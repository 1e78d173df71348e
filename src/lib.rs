//! Tic-tac-toe rules, computer opponents, and the session that ties them
//! together for a front end.
//!
//! The board engine lives in [`ttt_core`], move selection in [`ttt_engine`].
//! A front end normally only needs [`GameSession`].

pub mod session;

pub use session::{
    GameMode, GameSession, SessionConfig, TurnPrompt, COMPUTER_SIDE, DEFAULT_COMPUTER_DELAY,
    HUMAN_SIDE,
};
pub use ttt_core::{
    apply_move, evaluate, legal_moves, reset, Board, Cell, GameOutcome, IllegalMove, Side,
    WinLine, BOARD_SIZE, WIN_LINES,
};
pub use ttt_engine::{select_move, select_move_with_rng, Difficulty, MoveSelector};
******************************
● Brief
Your answer should consist of the lines from the line with "a front end." through the last line of the data, set down exactly, both included.

● Solution below
//! together for a front end.
//!
//! The board engine lives in [`ttt_core`], move selection in [`ttt_engine`].
//! A front end normally only needs [`GameSession`].

pub mod session;

pub use session::{
    GameMode, GameSession, SessionConfig, TurnPrompt, COMPUTER_SIDE, DEFAULT_COMPUTER_DELAY,
    HUMAN_SIDE,
};
pub use ttt_core::{
    apply_move, evaluate, legal_moves, reset, Board, Cell, GameOutcome, IllegalMove, Side,
    WinLine, BOARD_SIZE, WIN_LINES,
};
pub use ttt_engine::{select_move, select_move_with_rng, Difficulty, MoveSelector};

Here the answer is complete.